> Exercise details
Below are some records; quote exactly the lines from the one that contains "pub const SURFACE_ID: &str" through the one that contains "for ground bounce", inclusive, and no others.

> Saved data entries
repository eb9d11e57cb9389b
fn main() {
    tauri_build::build()
}
//! Bevy engine integration
//!
//! This module contains all Bevy-related code including components,
//! resources, systems, plugins, and application setup.

pub mod components;
pub mod error;
pub mod resources;
pub mod plugins;
pub mod systems;
pub mod app;

// Re-export commonly used items
pub use app::start_bevy;
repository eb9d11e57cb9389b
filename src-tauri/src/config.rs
//! Configuration constants for the household viewer
//!
//! Everything the scene needs to know up front lives here: the render
//! surface, camera framing, lights, the car's travel lane and the asset it
//! is pulled out of.

/// Target frames per second for the Bevy render loop
pub const TARGET_FPS: f64 = 60.0;

/// Number of pre-roll frames to skip before starting output
/// This allows the scene to fully load and stabilize
pub const PRE_ROLL_FRAMES: u32 = 30;

/// Render surface settings
pub mod surface {
    /// DOM id of the canvas the frames are painted into
    pub const SURFACE_ID: &str = "household";

    /// Backing buffer width used until the page reports its canvas size
    pub const INITIAL_WIDTH: u32 = 800;

    /// Backing buffer height used until the page reports its canvas size
    pub const INITIAL_HEIGHT: u32 = 600;

    /// Background behind the model (sRGB bytes), same as the page background
    pub const CLEAR_COLOR: [u8; 3] = [214, 222, 226];
}

/// Camera framing and orbit control settings
pub mod camera {
    /// Initial camera position; the camera looks at the origin
    pub const POSITION: [f32; 3] = [-40.0, 30.0, 50.0];

    /// Horizontal field of view (degrees) kept stable across aspect ratios
    pub const HORIZONTAL_FOV_DEGREES: f32 = 40.0;

    pub const NEAR: f32 = 1.0;
    pub const FAR: f32 = 1000.0;

    /// Rotation speed multiplier for mouse drag
    pub const ROTATION_SPEED: f32 = 0.005;

    /// Zoom speed multiplier for scroll wheel
    pub const ZOOM_SPEED: f32 = 0.5;

    /// Minimum camera distance from center point
    pub const MIN_DISTANCE: f32 = 10.0;

    /// Maximum camera distance from center point
    pub const MAX_DISTANCE: f32 = 150.0;

    /// Maximum pitch angle (radians) to prevent camera flipping
    pub const MAX_PITCH: f32 = 1.5;

    /// Minimum pitch angle (radians) to prevent camera flipping
    pub const MIN_PITCH: f32 = -1.5;
}

/// Scene lighting
pub mod lighting {
    /// Ambient sky colour (sRGB bytes)
    pub const SKY_COLOR: [u8; 3] = [115, 145, 155];

    /// Colour of the light bounced up from the ground (sRGB bytes)
    pub const GROUND_COLOR: [u8; 3] = [80, 115, 130];

    pub const AMBIENT_BRIGHTNESS: f32 = 400.0;

    /// Illuminance of the upward fill light standing in for ground bounce
    pub const GROUND_FILL_ILLUMINANCE: f32 = 800.0;

    pub const SUN_COLOR: [u8; 3] = [100, 100, 100];
    pub const SUN_ILLUMINANCE: f32 = 10_000.0;
    pub const SUN_POSITION: [f32; 3] = [-30.0, 80.0, 60.0];
}

/// The animated car
pub mod car {
    /// Seconds between setup and the car starting to move
    pub const START_DELAY_SECS: f32 = 2.0;

    /// Distance travelled along z per frame
    pub const STEP: f32 = 0.1;

    /// Moving forward past this z turns the car around
    pub const FAR_LIMIT: f32 = -18.0;

    /// Moving backward past this z turns the car around
    pub const NEAR_LIMIT: f32 = -1.0;

    /// Lane (x) used while driving forward
    pub const FORWARD_LANE_X: f32 = -11.0;

    /// Lane (x) used while driving backward
    pub const BACKWARD_LANE_X: f32 = -13.5;

    /// Where the wrapper node is placed when the car is attached
    pub const START_POSITION: [f32; 3] = [FORWARD_LANE_X, 0.0, NEAR_LIMIT];

    /// Name given to the wrapper entity
    pub const WRAPPER_NAME: &str = "Car";
}

/// The house model and where the car sits inside it
pub mod asset {
    /// House model, relative to the `assets/` folder
    pub const HOUSE_MODEL: &str = "objects/autumn_house.glb";

    /// Index of the glTF scene spawned from the model
    pub const HOUSE_SCENE_INDEX: usize = 0;

    /// Child indices walked from the spawned scene root. The first hop is the
    /// glTF scene root, the remaining ones are the model's wrapper nodes.
    pub const CAR_PARENT_PATH: [usize; 4] = [0, 0, 0, 0];

    /// Name of the car node under `CAR_PARENT_PATH`
    pub const CAR_NODE_NAME: &str = "Car_31";
}

/// Performance monitoring settings
pub mod performance {
    /// Interval for logging performance stats (seconds)
    pub const STATS_PRINT_INTERVAL: f64 = 2.0;

    /// Number of frame timing samples to keep for averaging
    pub const FRAME_TIMING_SAMPLES: usize = 60;
}

/// Image compression settings
pub mod compression {
    /// JPEG quality level (0-100, higher = better quality but larger size)
    pub const JPEG_QUALITY: u8 = 85;
}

> Response
    pub const SURFACE_ID: &str = "household";

    /// Backing buffer width used until the page reports its canvas size
    pub const INITIAL_WIDTH: u32 = 800;

    /// Backing buffer height used until the page reports its canvas size
    pub const INITIAL_HEIGHT: u32 = 600;

    /// Background behind the model (sRGB bytes), same as the page background
    pub const CLEAR_COLOR: [u8; 3] = [214, 222, 226];
}

/// Camera framing and orbit control settings
pub mod camera {
    /// Initial camera position; the camera looks at the origin
    pub const POSITION: [f32; 3] = [-40.0, 30.0, 50.0];

    /// Horizontal field of view (degrees) kept stable across aspect ratios
    pub const HORIZONTAL_FOV_DEGREES: f32 = 40.0;

    pub const NEAR: f32 = 1.0;
    pub const FAR: f32 = 1000.0;

    /// Rotation speed multiplier for mouse drag
    pub const ROTATION_SPEED: f32 = 0.005;

    /// Zoom speed multiplier for scroll wheel
    pub const ZOOM_SPEED: f32 = 0.5;

    /// Minimum camera distance from center point
    pub const MIN_DISTANCE: f32 = 10.0;

    /// Maximum camera distance from center point
    pub const MAX_DISTANCE: f32 = 150.0;

    /// Maximum pitch angle (radians) to prevent camera flipping
    pub const MAX_PITCH: f32 = 1.5;

    /// Minimum pitch angle (radians) to prevent camera flipping
    pub const MIN_PITCH: f32 = -1.5;
}

/// Scene lighting
pub mod lighting {
    /// Ambient sky colour (sRGB bytes)
    pub const SKY_COLOR: [u8; 3] = [115, 145, 155];

    /// Colour of the light bounced up from the ground (sRGB bytes)
    pub const GROUND_COLOR: [u8; 3] = [80, 115, 130];

    pub const AMBIENT_BRIGHTNESS: f32 = 400.0;

    /// Illuminance of the upward fill light standing in for ground bounce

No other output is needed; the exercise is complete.